> TASK DESCRIPTION: State how many lines in the listing below include the word "after", and add nothing besides the number.

------------

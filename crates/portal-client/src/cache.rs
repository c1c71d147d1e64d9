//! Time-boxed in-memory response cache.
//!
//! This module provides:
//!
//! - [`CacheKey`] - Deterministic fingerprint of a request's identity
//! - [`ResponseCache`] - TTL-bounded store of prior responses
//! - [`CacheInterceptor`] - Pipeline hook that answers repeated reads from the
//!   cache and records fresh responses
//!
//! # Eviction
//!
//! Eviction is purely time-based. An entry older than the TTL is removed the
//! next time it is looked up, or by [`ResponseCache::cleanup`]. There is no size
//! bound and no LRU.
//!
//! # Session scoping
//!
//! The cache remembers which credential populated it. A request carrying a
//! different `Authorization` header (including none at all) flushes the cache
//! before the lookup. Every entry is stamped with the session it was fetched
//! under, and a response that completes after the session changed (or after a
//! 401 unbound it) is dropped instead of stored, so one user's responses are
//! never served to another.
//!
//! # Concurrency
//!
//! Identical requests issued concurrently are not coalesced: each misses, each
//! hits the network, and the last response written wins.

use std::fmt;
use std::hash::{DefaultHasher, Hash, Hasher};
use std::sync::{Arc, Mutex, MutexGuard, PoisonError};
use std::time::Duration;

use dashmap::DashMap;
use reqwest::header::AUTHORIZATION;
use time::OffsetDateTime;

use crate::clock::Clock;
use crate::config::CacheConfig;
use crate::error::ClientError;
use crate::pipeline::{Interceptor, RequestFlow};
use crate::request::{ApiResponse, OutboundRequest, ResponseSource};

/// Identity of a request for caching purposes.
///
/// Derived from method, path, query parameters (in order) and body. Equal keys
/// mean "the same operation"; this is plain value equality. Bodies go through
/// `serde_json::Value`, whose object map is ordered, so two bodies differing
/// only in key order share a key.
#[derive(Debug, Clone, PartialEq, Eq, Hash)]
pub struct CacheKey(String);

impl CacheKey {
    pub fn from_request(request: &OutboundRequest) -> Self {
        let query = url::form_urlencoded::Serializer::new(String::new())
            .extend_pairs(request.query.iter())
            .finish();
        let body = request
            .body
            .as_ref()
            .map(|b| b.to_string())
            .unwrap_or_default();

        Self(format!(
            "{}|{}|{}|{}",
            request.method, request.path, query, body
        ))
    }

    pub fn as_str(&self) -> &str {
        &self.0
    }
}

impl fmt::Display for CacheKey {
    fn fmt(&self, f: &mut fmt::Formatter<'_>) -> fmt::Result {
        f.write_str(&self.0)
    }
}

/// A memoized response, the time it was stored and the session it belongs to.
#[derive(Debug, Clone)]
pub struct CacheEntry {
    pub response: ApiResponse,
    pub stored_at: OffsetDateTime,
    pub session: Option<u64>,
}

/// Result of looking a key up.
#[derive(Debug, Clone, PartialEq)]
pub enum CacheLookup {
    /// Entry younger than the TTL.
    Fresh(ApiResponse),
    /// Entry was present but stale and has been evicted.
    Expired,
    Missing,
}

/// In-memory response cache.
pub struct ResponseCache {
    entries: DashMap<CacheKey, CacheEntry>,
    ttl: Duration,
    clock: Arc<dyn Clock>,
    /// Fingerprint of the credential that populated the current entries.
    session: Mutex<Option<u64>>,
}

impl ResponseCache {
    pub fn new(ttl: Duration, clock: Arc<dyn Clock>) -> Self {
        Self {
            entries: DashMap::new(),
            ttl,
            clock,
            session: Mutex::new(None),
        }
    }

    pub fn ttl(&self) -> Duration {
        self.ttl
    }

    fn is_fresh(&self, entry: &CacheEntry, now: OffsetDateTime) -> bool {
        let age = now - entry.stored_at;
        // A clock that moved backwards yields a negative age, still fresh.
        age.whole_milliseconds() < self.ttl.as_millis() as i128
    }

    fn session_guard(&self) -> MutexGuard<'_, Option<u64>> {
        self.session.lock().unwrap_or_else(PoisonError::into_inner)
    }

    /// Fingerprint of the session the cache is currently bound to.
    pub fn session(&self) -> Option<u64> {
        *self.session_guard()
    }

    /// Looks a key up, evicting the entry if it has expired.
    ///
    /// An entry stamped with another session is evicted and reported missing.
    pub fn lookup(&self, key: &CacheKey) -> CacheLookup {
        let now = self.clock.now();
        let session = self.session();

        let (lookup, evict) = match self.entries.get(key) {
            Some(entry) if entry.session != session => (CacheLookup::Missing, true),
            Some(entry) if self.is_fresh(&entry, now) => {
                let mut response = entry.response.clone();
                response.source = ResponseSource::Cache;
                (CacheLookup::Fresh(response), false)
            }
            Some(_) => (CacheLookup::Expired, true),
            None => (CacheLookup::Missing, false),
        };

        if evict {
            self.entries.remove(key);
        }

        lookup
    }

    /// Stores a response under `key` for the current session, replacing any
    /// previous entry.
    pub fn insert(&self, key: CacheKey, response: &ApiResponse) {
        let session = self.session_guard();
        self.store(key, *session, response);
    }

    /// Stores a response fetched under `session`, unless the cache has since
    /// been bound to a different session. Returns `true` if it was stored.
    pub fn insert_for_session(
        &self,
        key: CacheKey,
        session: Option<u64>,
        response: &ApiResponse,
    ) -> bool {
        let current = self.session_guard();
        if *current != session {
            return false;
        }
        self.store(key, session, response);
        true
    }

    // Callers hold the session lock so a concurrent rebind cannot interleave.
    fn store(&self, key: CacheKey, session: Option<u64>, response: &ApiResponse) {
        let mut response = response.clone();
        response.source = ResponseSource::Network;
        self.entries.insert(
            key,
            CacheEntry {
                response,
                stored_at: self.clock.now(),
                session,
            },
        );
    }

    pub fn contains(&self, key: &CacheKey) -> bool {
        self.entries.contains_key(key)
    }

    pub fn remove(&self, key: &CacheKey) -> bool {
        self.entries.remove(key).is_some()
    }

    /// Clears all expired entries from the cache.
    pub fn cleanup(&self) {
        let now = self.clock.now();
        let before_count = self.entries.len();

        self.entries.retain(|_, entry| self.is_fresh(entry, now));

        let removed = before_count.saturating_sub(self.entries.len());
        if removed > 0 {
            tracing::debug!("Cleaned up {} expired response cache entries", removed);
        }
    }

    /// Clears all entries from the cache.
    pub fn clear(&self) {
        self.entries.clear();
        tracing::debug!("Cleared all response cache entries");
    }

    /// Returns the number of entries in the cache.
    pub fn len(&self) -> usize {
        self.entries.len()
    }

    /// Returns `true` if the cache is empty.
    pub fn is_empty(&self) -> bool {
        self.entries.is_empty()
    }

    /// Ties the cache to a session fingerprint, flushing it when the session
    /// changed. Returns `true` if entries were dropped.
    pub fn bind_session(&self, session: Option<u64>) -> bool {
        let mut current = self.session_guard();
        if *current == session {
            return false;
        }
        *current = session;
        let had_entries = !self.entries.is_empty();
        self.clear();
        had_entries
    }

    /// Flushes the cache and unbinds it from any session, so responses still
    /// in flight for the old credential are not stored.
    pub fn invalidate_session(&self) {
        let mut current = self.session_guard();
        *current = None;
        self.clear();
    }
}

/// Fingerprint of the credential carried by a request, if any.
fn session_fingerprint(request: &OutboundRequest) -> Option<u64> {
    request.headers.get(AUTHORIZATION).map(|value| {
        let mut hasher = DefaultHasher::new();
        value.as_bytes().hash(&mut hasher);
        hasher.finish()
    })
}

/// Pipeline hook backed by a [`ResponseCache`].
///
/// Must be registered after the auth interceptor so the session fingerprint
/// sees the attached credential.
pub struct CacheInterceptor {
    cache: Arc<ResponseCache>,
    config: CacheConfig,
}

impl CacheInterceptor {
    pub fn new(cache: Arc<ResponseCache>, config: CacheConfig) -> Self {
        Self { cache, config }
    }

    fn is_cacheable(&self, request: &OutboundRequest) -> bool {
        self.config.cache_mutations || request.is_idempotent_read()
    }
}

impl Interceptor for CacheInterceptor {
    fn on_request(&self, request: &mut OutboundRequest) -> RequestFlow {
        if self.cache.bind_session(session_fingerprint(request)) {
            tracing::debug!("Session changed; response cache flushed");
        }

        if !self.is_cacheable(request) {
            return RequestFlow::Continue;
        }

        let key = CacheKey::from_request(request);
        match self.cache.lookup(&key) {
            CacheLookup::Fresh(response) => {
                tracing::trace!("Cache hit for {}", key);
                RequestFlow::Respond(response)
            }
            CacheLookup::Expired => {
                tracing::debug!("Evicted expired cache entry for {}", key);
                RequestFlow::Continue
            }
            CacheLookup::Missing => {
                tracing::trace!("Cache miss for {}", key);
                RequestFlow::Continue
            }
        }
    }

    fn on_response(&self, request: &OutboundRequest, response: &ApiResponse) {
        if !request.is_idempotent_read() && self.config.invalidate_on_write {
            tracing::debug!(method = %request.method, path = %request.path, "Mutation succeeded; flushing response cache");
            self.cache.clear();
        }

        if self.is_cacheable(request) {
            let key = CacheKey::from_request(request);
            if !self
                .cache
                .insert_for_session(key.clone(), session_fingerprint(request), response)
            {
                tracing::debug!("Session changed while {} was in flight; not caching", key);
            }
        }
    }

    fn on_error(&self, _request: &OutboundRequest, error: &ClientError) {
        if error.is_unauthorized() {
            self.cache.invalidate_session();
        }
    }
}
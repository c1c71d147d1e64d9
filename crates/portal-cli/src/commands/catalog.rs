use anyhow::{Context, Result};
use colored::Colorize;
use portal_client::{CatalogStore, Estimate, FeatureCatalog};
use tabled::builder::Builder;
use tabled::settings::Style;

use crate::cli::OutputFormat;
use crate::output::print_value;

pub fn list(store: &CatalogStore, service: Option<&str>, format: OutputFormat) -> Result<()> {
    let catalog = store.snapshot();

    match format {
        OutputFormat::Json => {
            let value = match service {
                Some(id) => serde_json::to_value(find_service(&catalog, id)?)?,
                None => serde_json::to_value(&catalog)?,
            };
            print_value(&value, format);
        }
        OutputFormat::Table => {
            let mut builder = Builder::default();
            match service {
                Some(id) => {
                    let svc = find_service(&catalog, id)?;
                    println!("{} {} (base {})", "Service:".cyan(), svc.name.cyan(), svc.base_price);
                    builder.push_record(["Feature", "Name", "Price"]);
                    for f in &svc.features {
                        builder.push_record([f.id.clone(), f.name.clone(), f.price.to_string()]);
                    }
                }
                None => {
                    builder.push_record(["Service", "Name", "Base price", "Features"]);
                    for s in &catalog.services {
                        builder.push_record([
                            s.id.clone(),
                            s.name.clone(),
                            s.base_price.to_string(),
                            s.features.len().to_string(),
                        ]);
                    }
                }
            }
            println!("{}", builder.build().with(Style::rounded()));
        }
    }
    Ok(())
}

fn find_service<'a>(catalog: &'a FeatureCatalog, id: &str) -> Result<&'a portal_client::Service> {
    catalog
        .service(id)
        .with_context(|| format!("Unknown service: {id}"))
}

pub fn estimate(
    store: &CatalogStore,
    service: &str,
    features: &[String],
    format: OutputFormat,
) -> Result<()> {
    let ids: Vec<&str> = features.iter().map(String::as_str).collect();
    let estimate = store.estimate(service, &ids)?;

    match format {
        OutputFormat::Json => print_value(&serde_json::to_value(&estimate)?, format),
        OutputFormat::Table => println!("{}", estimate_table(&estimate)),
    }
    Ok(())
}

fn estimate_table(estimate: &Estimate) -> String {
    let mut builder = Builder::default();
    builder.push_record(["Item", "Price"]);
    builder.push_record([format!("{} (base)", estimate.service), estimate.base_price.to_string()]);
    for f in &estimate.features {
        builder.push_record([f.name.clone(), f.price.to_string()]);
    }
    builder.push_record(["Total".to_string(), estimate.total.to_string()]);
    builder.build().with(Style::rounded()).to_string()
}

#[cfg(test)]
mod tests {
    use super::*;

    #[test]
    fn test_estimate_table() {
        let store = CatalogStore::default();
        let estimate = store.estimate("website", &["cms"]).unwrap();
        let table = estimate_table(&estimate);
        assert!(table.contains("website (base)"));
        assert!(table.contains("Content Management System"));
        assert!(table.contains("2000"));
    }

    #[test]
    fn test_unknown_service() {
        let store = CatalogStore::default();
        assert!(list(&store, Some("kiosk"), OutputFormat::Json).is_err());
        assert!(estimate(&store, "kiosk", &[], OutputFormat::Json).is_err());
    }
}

------------

> ANSWER SECTION: 2